California's film and television tax credits generated $4.3 billion in economic activity and bolstered 22,300 jobs, according to a study released Thursday by the Southern California Association of Governments.

But an exodus of films with massive budgets to production hotspots such as the United Kingdom and Canada that offer more generous subsidies was acutely felt in the Golden State.

It cost California an estimated $410 million in state and local tax revenues. It also meant sacrificing 47,600 jobs and $9.6 billion in economic output, the study's authors claim.

Also read: What State Is the Movie-Making Capital of the World? Hint: It's Not California or New York

“You cannot look at this program and not see it as a formidable economic and fiscal benefit,” Hasan Ikhrata, SCAG Executive Director, said in a statement. “California is very much at risk of losing its film industry, and without this program the past five years, the losses would have been even more painful.”

Also read: Movie Production Up 20% in L.A. Area – And It's Not Nearly Enough

The study comes as California lawmakers are debating whether or not to extend a program that Hollywood studios and their allies claim is vital to keeping the film business from moving out of state, and detractors liken to corporate handouts. Legislation has been proposed by Assemblymen Raul Bocengra and Mike Gatto that would expand the program to include films with budgets of up to $100 million, as well as broadcast television and other forms of programming. Currently, eligible productions must have budgets of $75 million or under and are limited to basic cable programming.
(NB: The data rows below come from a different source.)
/// An async startup/shutdown scope
///
/// `enter` runs before the server accepts requests and `exit` after it
/// stops. `exit` is only called if `enter` succeeded.
#[async_trait]
pub trait Lifespan: Send {
    /// Name used in logs and error reports
    fn name(&self) -> &str;

    /// Acquire resources
    async fn enter(&mut self) -> Result<(), BoxError>;

    /// Release resources
    async fn exit(&mut self) -> Result<(), BoxError>;
}

#[async_trait]
impl Lifespan for Box<dyn Lifespan> {
    fn name(&self) -> &str {
        (**self).name()
    }

    async fn enter(&mut self) -> Result<(), BoxError> {
        (**self).enter().await
    }

    async fn exit(&mut self) -> Result<(), BoxError> {
        (**self).exit().await
    }
}

type PhaseFn = Box<dyn FnMut() -> BoxFuture<'static, Result<(), BoxError>> + Send>;

/// A lifespan built from a pair of closures
///
/// # Example
///
/// ```ignore
/// let started = Arc::new(AtomicBool::new(false));
/// let (on, off) = (started.clone(), started.clone());
/// let lifespan = LifespanFn::new(
///     "flag",
///     move || { let on = on.clone(); async move { on.store(true, Ordering::SeqCst); Ok(()) } },
///     move || { let off = off.clone(); async move { off.store(false, Ordering::SeqCst); Ok(()) } },
/// );
/// ```
pub struct LifespanFn {
    name: String,
    enter: PhaseFn,
    exit: PhaseFn,
}

impl LifespanFn {
    pub fn new<E, EF, X, XF>(name: impl Into<String>, mut enter: E, mut exit: X) -> Self
    where
        E: FnMut() -> EF + Send + 'static,
        EF: Future<Output = Result<(), BoxError>> + Send + 'static,
        X: FnMut() -> XF + Send + 'static,
        XF: Future<Output = Result<(), BoxError>> + Send + 'static,
    {
        Self {
            name: name.into(),
            enter: Box::new(move || Box::pin(enter())),
            exit: Box::new(move || Box::pin(exit())),
        }
    }

    /// A lifespan that only does work on enter
    pub fn on_enter<E, EF>(name: impl Into<String>, enter: E) -> Self
    where
        E: FnMut() -> EF + Send + 'static,
        EF: Future<Output = Result<(), BoxError>> + Send + 'static,
    {
        Self::new(name, enter, || async { Ok::<(), BoxError>(()) })
    }
}

#[async_trait]
impl Lifespan for LifespanFn {
    fn name(&self) -> &str {
        &self.name
    }

    async fn enter(&mut self) -> Result<(), BoxError> {
        (self.enter)().await
    }

    async fn exit(&mut self) -> Result<(), BoxError> {
        (self.exit)().await
    }
}

/// Bounds a contributor's phases with a timeout
///
/// A phase that runs out of time is dropped and reported as
/// [`LifespanTimeout`]. Ordering inside the combinator is unchanged.
pub struct WithTimeout<L> {
    inner: L,
    enter_timeout: Option<Duration>,
    exit_timeout: Option<Duration>,
}

impl<L: Lifespan> WithTimeout<L> {
    pub fn new(inner: L, enter_timeout: Option<Duration>, exit_timeout: Option<Duration>) -> Self {
        Self {
            inner,
            enter_timeout,
            exit_timeout,
        }
    }
}

async fn bounded<F>(name: &str, phase: &'static str, limit: Option<Duration>, fut: F) -> Result<(), BoxError>
where
    F: Future<Output = Result<(), BoxError>>,
{
    let Some(limit) = limit else {
        return fut.await;
    };
    let started = Instant::now();
    match tokio::time::timeout(limit, fut).await {
        Ok(result) => result,
        Err(_) => {
            let timeout = LifespanTimeout {
                contributor: name.to_string(),
                phase,
                elapsed_ms: started.elapsed().as_millis(),
            };
            tracing::warn!(lifespan = %name, phase = phase, "Lifespan phase timed out");
            Err(Box::new(timeout))
        }
    }
}

#[async_trait]
impl<L: Lifespan> Lifespan for WithTimeout<L> {
    fn name(&self) -> &str {
        self.inner.name()
    }

    async fn enter(&mut self) -> Result<(), BoxError> {
        let name = self.inner.name().to_string();
        bounded(&name, "enter", self.enter_timeout, self.inner.enter()).await
    }

    async fn exit(&mut self) -> Result<(), BoxError> {
        let name = self.inner.name().to_string();
        bounded(&name, "exit", self.exit_timeout, self.inner.exit()).await
    }
}

/// Convenience adapters for any [`Lifespan`]
pub trait LifespanExt: Lifespan + Sized {
    /// Bound both phases by `limit`
    fn with_timeout(self, limit: Duration) -> WithTimeout<Self> {
        WithTimeout::new(self, Some(limit), Some(limit))
    }

    fn boxed(self) -> Box<dyn Lifespan>
    where
        Self: 'static,
    {
        Box::new(self)
    }
}

impl<L: Lifespan> LifespanExt for L {}

/// Ordered composition of lifespans into one scope
///
/// Contributors are entered in the order they were added and exited in
/// reverse. Contributors added after the scope was entered are neither
/// entered nor exited by it.
pub struct CombinedLifespan {
    name: String,
    contributors: Vec<Box<dyn Lifespan>>,
    /// Length of the entered prefix of `contributors`
    entered: usize,
    active: bool,
}

impl CombinedLifespan {
    pub fn new(name: impl Into<String>) -> Self {
        Self {
            name: name.into(),
            contributors: Vec::new(),
            entered: 0,
            active: false,
        }
    }

    /// Build from an already ordered list
    pub fn from_contributors(name: impl Into<String>, contributors: Vec<Box<dyn Lifespan>>) -> Self {
        Self {
            contributors,
            ..Self::new(name)
        }
    }

    pub fn push(&mut self, contributor: Box<dyn Lifespan>) {
        if self.active {
            tracing::warn!(
                lifespan = %contributor.name(),
                scope = %self.name,
                "Lifespan added after scope was entered; it will not run"
            );
        }
        self.contributors.push(contributor);
    }

    pub fn with(mut self, contributor: impl Lifespan + 'static) -> Self {
        self.push(Box::new(contributor));
        self
    }

    /// Contributor names in entry order
    pub fn names(&self) -> Vec<String> {
        self.contributors.iter().map(|c| c.name().to_string()).collect()
    }

    pub fn len(&self) -> usize {
        self.contributors.len()
    }

    pub fn is_empty(&self) -> bool {
        self.contributors.is_empty()
    }

    /// Whether the scope is currently entered
    pub fn is_entered(&self) -> bool {
        self.active
    }

    /// Enter every contributor in order
    ///
    /// Entering an already entered scope is a no-op.
    pub async fn enter(&mut self) -> Result<(), LifespanEnterError> {
        if self.active {
            tracing::debug!(scope = %self.name, "Lifespan scope already entered");
            return Ok(());
        }

        while self.entered < self.contributors.len() {
            let idx = self.entered;
            let result = call_plugin_async(self.contributors[idx].enter()).await;
            self.settle_enter(idx, result).await?;
        }

        self.finish_enter();
        Ok(())
    }

    /// Enter every contributor in order, abandoning startup if `shutdown`
    /// completes first
    ///
    /// On cancellation the in-flight enter is dropped and everything
    /// already entered is exited in reverse.
    pub async fn enter_until<S>(&mut self, shutdown: S) -> Result<(), LifespanStartupError>
    where
        S: Future<Output = ()>,
    {
        if self.active {
            tracing::debug!(scope = %self.name, "Lifespan scope already entered");
            return Ok(());
        }

        tokio::pin!(shutdown);

        while self.entered < self.contributors.len() {
            let idx = self.entered;
            let step = {
                let contributor = &mut self.contributors[idx];
                tokio::select! {
                    biased;
                    _ = &mut shutdown => None,
                    result = call_plugin_async(contributor.enter()) => Some(result),
                }
            };

            match step {
                Some(result) => self.settle_enter(idx, result).await?,
                None => {
                    let entered = self.entered;
                    tracing::warn!(
                        scope = %self.name,
                        entered = entered,
                        "Shutdown requested during startup, unwinding lifespans"
                    );
                    let unwind_failures = self.unwind().await;
                    return Err(LifespanStartupError::Cancelled {
                        entered,
                        unwind_failures,
                    });
                }
            }
        }

        self.finish_enter();
        Ok(())
    }

    /// Exit every entered contributor in reverse order
    ///
    /// Every exit is attempted. Exiting a scope that is not entered is a
    /// no-op.
    pub async fn exit(&mut self) -> Result<(), LifespanExitError> {
        if self.entered == 0 {
            self.active = false;
            return Ok(());
        }

        let failures = self.unwind().await;
        if failures.is_empty() {
            tracing::info!(scope = %self.name, "All lifespans exited");
            Ok(())
        } else {
            Err(LifespanExitError { failures })
        }
    }

    async fn settle_enter(
        &mut self,
        idx: usize,
        result: Result<Result<(), BoxError>, String>,
    ) -> Result<(), LifespanEnterError> {
        let name = self.contributors[idx].name().to_string();
        let error: BoxError = match result {
            Ok(Ok(())) => {
                self.entered += 1;
                tracing::debug!(lifespan = %name, position = idx, "Lifespan entered");
                return Ok(());
            }
            Ok(Err(e)) => e,
            Err(panic) => format!("panicked: {}", panic).into(),
        };

        tracing::error!(
            lifespan = %name,
            position = idx,
            error = %error,
            "Lifespan failed to start, unwinding"
        );
        let unwind_failures = self.unwind().await;
        Err(LifespanEnterError {
            contributor: name,
            source: error,
            unwind_failures,
        })
    }

    fn finish_enter(&mut self) {
        self.active = true;
        tracing::info!(
            scope = %self.name,
            count = self.entered,
            "All lifespans entered"
        );
    }

    /// Exit the entered prefix in reverse, collecting every failure
    async fn unwind(&mut self) -> Vec<ContributorFailure> {
        let mut failures = Vec::new();

        while self.entered > 0 {
            self.entered -= 1;
            let idx = self.entered;
            let name = self.contributors[idx].name().to_string();

            match call_plugin_async(self.contributors[idx].exit()).await {
                Ok(Ok(())) => {
                    tracing::debug!(lifespan = %name, position = idx, "Lifespan exited");
                }
                Ok(Err(error)) => {
                    tracing::warn!(lifespan = %name, error = %error, "Lifespan failed to exit");
                    failures.push(ContributorFailure {
                        contributor: name,
                        error,
                    });
                }
                Err(panic) => {
                    tracing::warn!(lifespan = %name, message = %panic, "Lifespan panicked on exit");
                    failures.push(ContributorFailure {
                        contributor: name,
                        error: format!("panicked: {}", panic).into(),
                    });
                }
            }
        }

        self.active = false;
        failures
    }
}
See photos12 of the Biggest Movies Shot in the U.K.: ‘Star Wars,’ ‘Guardians of the Galaxy,’ ‘Muppets’

Capped at $100 million per year, California's Film and Television Tax Credit Program lags behind many of the more than 40 states and a dozen countries that offer some form of production incentives.  New York's program offers $420 million annually, for instance, while states like Georgia and Louisiana offer incentive plans that are uncapped.

In 2013, 75 percent of the 41 live action feature films with production budgets in excess of $75 million were filmed outside of California, a list that includes “Man of Steel,” “Iron Man 3” and “Oz the Great and Powerful,” which decamped for New Zealand, Detroit and other far-flung destinations that offered sweeter deals.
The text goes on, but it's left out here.